DESCRIPTION OF THE TASK —
Your reply should be one number: how many lines of the records below contain the string "content".

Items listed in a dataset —
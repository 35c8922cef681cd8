//! Definition loading from TOML files

mod catalog;
mod constants;
mod families;
mod weakpoints;

pub use catalog::{DefinitionCatalog, IdCatalog};
pub use constants::PracticeConstants;
pub use families::{load_families, parse_families, FamiliesConfig};
pub use weakpoints::{load_weakpoints, parse_weakpoints, WeakpointsConfig};

use std::fs;
use std::path::Path;
use thiserror::Error;

/// Definition loading error
///
/// Every variant is raised while loading; selection and effect
/// application never fail.
#[derive(Error, Debug)]
pub enum ConfigError {
    #[error("Failed to read config file: {0}")]
    IoError(#[from] std::io::Error),
    #[error("Failed to parse TOML: {0}")]
    ParseError(#[from] toml::de::Error),
    #[error("Weakpoint family '{family}' names unknown proficiency '{proficiency}'")]
    UnknownProficiency { family: String, proficiency: String },
    #[error("Weakpoint '{weakpoint}' names unknown effect '{effect}'")]
    UnknownEffect { weakpoint: String, effect: String },
    #[error("{context}: {field} range has min {min} > max {max}")]
    InvalidRange {
        context: String,
        field: &'static str,
        min: f64,
        max: f64,
    },
    #[error("{context}: chance {chance} is outside 0..=1")]
    InvalidChance { context: String, chance: f64 },
    #[error("Weakpoint definition has neither an id nor a name")]
    MissingWeakpointId,
    #[error("Weakpoint '{weakpoint}': coverage {coverage} must be finite and at least 0")]
    InvalidCoverage { weakpoint: String, coverage: f64 },
    #[error("Weakpoint '{0}' is defined more than once")]
    DuplicateWeakpoint(String),
    #[error("Weakpoint family '{0}' is defined more than once")]
    DuplicateFamily(String),
}

/// Load a TOML file and deserialize it
pub fn load_toml<T: serde::de::DeserializeOwned>(path: &Path) -> Result<T, ConfigError> {
    let content = fs::read_to_string(path)?;
    let config: T = toml::from_str(&content)?;
    Ok(config)
}

/// Load a TOML string and deserialize it
pub fn parse_toml<T: serde::de::DeserializeOwned>(content: &str) -> Result<T, ConfigError> {
    let config: T = toml::from_str(content)?;
    Ok(config)
}

/// Reject a `(min, max)` pair with min > max
pub(crate) fn check_range<T: Into<f64> + Copy>(
    context: &str,
    field: &'static str,
    range: (T, T),
) -> Result<(), ConfigError> {
    let (min, max) = (range.0.into(), range.1.into());
    if min > max {
        return Err(ConfigError::InvalidRange {
            context: context.to_string(),
            field,
            min,
            max,
        });
    }
    Ok(())
}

THE ANSWER —
4